Hemiplegic Migraine Headaches

Medically Reviewed by Carmelita Swiner, MD on January 04, 2023
4 min read

Hemiplegic migraine is a rare and serious type of migraine headache. Many of its symptoms mimic those common to stroke. For example, muscle weakness can be so extreme that it causes a temporary paralysis on one side of your body, which doctors call hemiplegia.

You may have early symptoms before the actual headache pain. Early symptoms called aurasmay cause:

  • Short-term trouble with muscle control and sensation
  • Severe, throbbing pain, often on one side of your head
  • A pins-and-needles feeling, often moving from your hand up your arm
  • Numbness on one side of your body, which can include your arm, leg, and half of your face
  • Weakness or paralysis on one side of your body
  • Loss of balance and coordination
  • Dizziness or vertigo
  • Nausea and vomiting

Other aura symptoms may include:

  • Seeing zigzag lines, double vision, or blind spots
  • Extreme sensitivity to light, sound, and smell
  • Language difficulties, such as mixing words or trouble remembering a word
  • Slurred speech
  • Confusion
  • Drowsiness or loss of consciousness

Auras usually come on gradually over a half-hour, and then can last for hours and then slowly resolve. They can be more severe and last longer than with other types of migraine.
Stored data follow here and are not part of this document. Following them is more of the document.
// Copyright (c) 2025 Kirky.X
//
// Licensed under the MIT License
// See LICENSE file in the project root for full license information.

use std::cmp::Ordering;
use std::collections::{BTreeMap, HashMap, HashSet};
use std::sync::Arc;
use tracing::debug;

use super::link_builder::LinkBuilder;
use super::query_parser::ParsedQuery;
use super::scorer::Scorer;
use crate::domain::models::search_index::{DocId, SearchIndex};
use crate::domain::models::search_result::{ResultKind, SearchResult};

/// 在单个索引快照上执行查询
pub struct SearchService {
    index: Arc<SearchIndex>,
    scorer: Scorer,
    links: LinkBuilder,
}

impl SearchService {
    pub fn new(index: Arc<SearchIndex>, links: LinkBuilder) -> Self {
        Self::with_scorer(index, links, Scorer::default())
    }

    pub fn with_scorer(index: Arc<SearchIndex>, links: LinkBuilder, scorer: Scorer) -> Self {
        Self {
            index,
            scorer,
            links,
        }
    }

    pub fn index(&self) -> &SearchIndex {
        &self.index
    }

    /// 查询并返回按分数排序的结果，最多 `limit` 条
    pub fn search(&self, query: &ParsedQuery, limit: usize) -> Vec<SearchResult> {
        let mut normal = Vec::new();
        let mut non_main = Vec::new();

        for term in &query.object_terms {
            normal.extend(self.perform_object_search(term, &query.object_terms));
        }
        normal.extend(self.perform_terms_search(query));
        normal.extend(self.perform_title_search(&query.raw));
        let (main_entries, other_entries) = self.perform_index_entry_search(&query.raw);
        normal.extend(main_entries);
        non_main.extend(other_entries);

        order_by_score_then_title(&mut normal);
        order_by_score_then_title(&mut non_main);

        let mut seen = HashSet::new();
        let mut results = Vec::new();
        for result in normal.into_iter().chain(non_main) {
            let key = {
                let (doc, title, anchor, descr, file) = result.dedup_key();
                (
                    doc.to_string(),
                    title.to_string(),
                    anchor.to_string(),
                    descr.map(str::to_string),
                    file.to_string(),
                )
            };
            if seen.insert(key) {
                results.push(result);
            }
        }

        debug!(
            query = %query.raw,
            total = results.len(),
            limit,
            "Search completed"
        );
        results.truncate(limit);
        results
    }

    /// 按对象全名匹配单个查询片段
    pub fn perform_object_search(
        &self,
        object: &str,
        object_terms: &[String],
    ) -> Vec<SearchResult> {
        let index = &*self.index;
        let mut results = Vec::new();

        for obj in index.objects() {
            if !obj.fullname_lower.contains(object) {
                continue;
            }
            let (Some(docname), Some(filename), Some(title)) = (
                index.docname(obj.doc),
                index.filename(obj.doc),
                index.title(obj.doc),
            ) else {
                continue;
            };

            let objtype = index.object_type(obj.objtype);
            let label = objtype.map(|t| t.label.as_str()).unwrap_or("object");

            // every other term has to show up somewhere around the object
            let other_terms: Vec<&String> = object_terms.iter().filter(|t| *t != object).collect();
            if !other_terms.is_empty() {
                let haystack =
                    format!("{} {} {} {}", obj.prefix, obj.name, label, title).to_lowercase();
                if other_terms.iter().any(|t| !haystack.contains(t.as_str())) {
                    continue;
                }
            }

            let score = self
                .scorer
                .object_name_score(&obj.fullname_lower, obj.last_part_lower(), object)
                + self.scorer.object_priority(obj.priority);
            let anchor = format!("#{}", obj.resolve_anchor(objtype));

            results.push(SearchResult {
                docname: docname.to_string(),
                title: obj.fullname.clone(),
                url: self.links.url(docname, &anchor),
                anchor,
                description: Some(format!("{}, in {}", label, title)),
                score,
                filename: filename.to_string(),
                kind: ResultKind::Object,
            });
        }

        results
    }

    /// 全文检索：正文词与标题词，含部分匹配
    pub fn perform_terms_search(&self, query: &ParsedQuery) -> Vec<SearchResult> {
        let index = &*self.index;
        let mut score_map: HashMap<DocId, HashMap<&str, i64>> = HashMap::new();
        let mut file_map: BTreeMap<DocId, Vec<&str>> = BTreeMap::new();

        for word in &query.search_terms {
            let mut records: Vec<(&[DocId], i64)> = Vec::new();
            let exact_term = index.term_postings(word);
            let exact_title = index.title_term_postings(word);
            if let Some(docs) = exact_term {
                records.push((docs, self.scorer.term));
            }
            if let Some(docs) = exact_title {
                records.push((docs, self.scorer.title));
            }

            if word.chars().count() > 2 {
                if exact_term.is_none() {
                    for (term, docs) in index.terms() {
                        if term.contains(word.as_str()) {
                            records.push((docs.as_slice(), self.scorer.partial_term));
                        }
                    }
                }
                if exact_title.is_none() {
                    for (term, docs) in index.title_terms() {
                        if term.contains(word.as_str()) {
                            records.push((docs.as_slice(), self.scorer.partial_title));
                        }
                    }
                }
            }

            for (docs, score) in records {
                for &doc in docs {
                    let best = score_map
                        .entry(doc)
                        .or_default()
                        .entry(word.as_str())
                        .or_insert(score);
                    *best = (*best).max(score);

                    let words = file_map.entry(doc).or_default();
                    if !words.contains(&word.as_str()) {
                        words.push(word.as_str());
                    }
                }
            }
        }

        // short terms are optional: a document may match only the longer ones
        let long_terms = query
            .search_terms
            .iter()
            .filter(|t| t.chars().count() > 2)
            .count();

        let mut results = Vec::new();
        for (doc, words) in file_map {
            if words.len() != query.search_terms.len() && words.len() != long_terms {
                continue;
            }
            if query.excluded_terms.iter().any(|term| {
                index
                    .term_postings(term)
                    .is_some_and(|docs| docs.contains(&doc))
                    || index
                        .title_term_postings(term)
                        .is_some_and(|docs| docs.contains(&doc))
            }) {
                continue;
            }
            let (Some(docname), Some(filename), Some(title)) =
                (index.docname(doc), index.filename(doc), index.title(doc))
            else {
                continue;
            };

            let score = words
                .iter()
                .filter_map(|w| score_map.get(&doc).and_then(|m| m.get(w)).copied())
                .max()
                .unwrap_or(0);

            results.push(SearchResult {
                docname: docname.to_string(),
                title: title.to_string(),
                anchor: String::new(),
                description: None,
                score,
                filename: filename.to_string(),
                kind: ResultKind::Text,
                url: self.links.url(docname, ""),
            });
        }

        results
    }

    /// 章节标题匹配（需要索引提供 `alltitles`）
    pub fn perform_title_search(&self, raw_query: &str) -> Vec<SearchResult> {
        let index = &*self.index;
        let query_lower = raw_query.trim().to_lowercase();
        if query_lower.is_empty() {
            return Vec::new();
        }
        let query_len = query_lower.chars().count();

        let mut results = Vec::new();
        for (title, locations) in index.all_titles() {
            let title_len = title.chars().count();
            if !title.trim().to_lowercase().contains(&query_lower) || query_len * 2 < title_len {
                continue;
            }
            for location in locations {
                let (Some(docname), Some(filename), Some(doc_title)) = (
                    index.docname(location.doc),
                    index.filename(location.doc),
                    index.title(location.doc),
                ) else {
                    continue;
                };
                let is_doc_title = doc_title == title;
                let score = self.scorer.title_section_score(query_len, title_len)
                    + i64::from(is_doc_title);
                let anchor = location
                    .anchor
                    .as_deref()
                    .filter(|a| !a.is_empty())
                    .map(|a| format!("#{}", a))
                    .unwrap_or_default();
                let display = if is_doc_title {
                    title.clone()
                } else {
                    format!("{} > {}", doc_title, title)
                };

                results.push(SearchResult {
                    docname: docname.to_string(),
                    title: display,
                    url: self.links.url(docname, &anchor),
                    anchor,
                    description: None,
                    score,
                    filename: filename.to_string(),
                    kind: ResultKind::Title,
                });
            }
        }
        results
    }

    /// 索引条目匹配（需要索引提供 `indexentries`），返回（主条目，其余条目）
    pub fn perform_index_entry_search(
        &self,
        raw_query: &str,
    ) -> (Vec<SearchResult>, Vec<SearchResult>) {
        let index = &*self.index;
        let query_lower = raw_query.trim().to_lowercase();
        let mut main = Vec::new();
        let mut others = Vec::new();
        if query_lower.is_empty() {
            return (main, others);
        }
        let query_len = query_lower.chars().count();

        for (entry, locations) in index.index_entries() {
            let entry_len = entry.chars().count();
            if !entry.contains(&query_lower) || query_len * 2 < entry_len {
                continue;
            }
            for location in locations {
                let (Some(docname), Some(filename), Some(title)) = (
                    index.docname(location.doc),
                    index.filename(location.doc),
                    index.title(location.doc),
                ) else {
                    continue;
                };
                let anchor = location
                    .anchor
                    .as_deref()
                    .filter(|a| !a.is_empty())
                    .map(|a| format!("#{}", a))
                    .unwrap_or_default();
                let result = SearchResult {
                    docname: docname.to_string(),
                    title: title.to_string(),
                    url: self.links.url(docname, &anchor),
                    anchor,
                    description: None,
                    score: self.scorer.index_entry_score(query_len, entry_len),
                    filename: filename.to_string(),
                    kind: ResultKind::Index,
                };
                if location.is_main {
                    main.push(result);
                } else {
                    others.push(result);
                }
            }
        }
        (main, others)
    }
}

/// 分数降序，同分按小写标题升序
fn order_by_score_then_title(results: &mut [SearchResult]) {
    results.sort_by(|a, b| match b.score.cmp(&a.score) {
        Ordering::Equal => a.title.to_lowercase().cmp(&b.title.to_lowercase()),
        other => other,
    });
}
You have a terrible headache. How do you know the cause? The short answer is: You don’t. Some of the symptoms of a migraine can be very much like those of a stroke.

If you think there's even the slightest chance you're having a stroke, call 911 right away. Early treatment can limit the damage to your brain and possibly save your life.

If you're over 40 and have never had a migraine, assume your pain is something more serious, especially if you notice stroke symptoms like paralysis or slurred speech. People who get migraines typically have it most of their lives. It's rare to have your first symptoms when you're older.

The stroke-like symptoms of hemiplegic migraine can range from worrisome to disabling. Unlike stroke symptoms, they come on slowly and build and then may completely go away. Muscle problems usually go away within 24 hours, but they may last a few days.

There's not a predictable pattern with this type of migraine. Usually, pain follows the paralysis, but it might come before, or you might not get a headache at all. You may hurt a lot and feel only a little weak; then the next attack might bring severe paralysis without much pain.

It's uncommon, but over time, some people can have long-lasting trouble with movement and coordination.

Hemiplegic migraine symptoms often start when you're a child or teen. Sometimes, they'll disappear when you're an adult.

So far, researchers have found four genes linked with hemiplegic migraine:

  • ATP1A2
  • SCN1A
  • PRRT2

Defects, or mutations, in any of these can make your body less able to make a certain protein. Without it, nerve cells have trouble sending out or taking in signals that go between them. One of these chemical messengers, or neurotransmitters, is serotonin.

A child of a parent with hemiplegic migraines will have a 50% chance of getting them as well.

A CT scan or an MRI of your head can show signs of a stroke and so rule it out as a cause of your symptoms. Tests of your heart and the blood vessels in your neck can rule out blood clots as a cause of your symptoms.

If you have a family member with similar symptoms, your doctor may want to do genetic testing. Familial hemiplegic migraine (FHM) means it runs in your family, and you could pass it on to your children. People who don't have problems with those four genes have sporadic hemiplegic migraine (SHM).

Doctors don’t always agree on the best way to treat hemiplegic migraines.

Your doctor might prescribe drugs to prevent hemiplegic migraines, to stop them once they've started, or to relieve your symptoms. It’s a good idea to discuss these options with your doctor.

There is controversy over whether some drugs that are used to treat other types of migraines should be used for hemiplegic migraines. There is some evidence that triptans, beta-blockers, and ergotamine derivatives may lead to ischemia (when a part of your body isn’t getting enough blood) in patients with hemiplegic migraine. But more research is needed to be sure.

CGRP inhibitors are a new class of preventive medicine for treating most common migraines, but early studies suggest they would not work for hemiplegic migraines.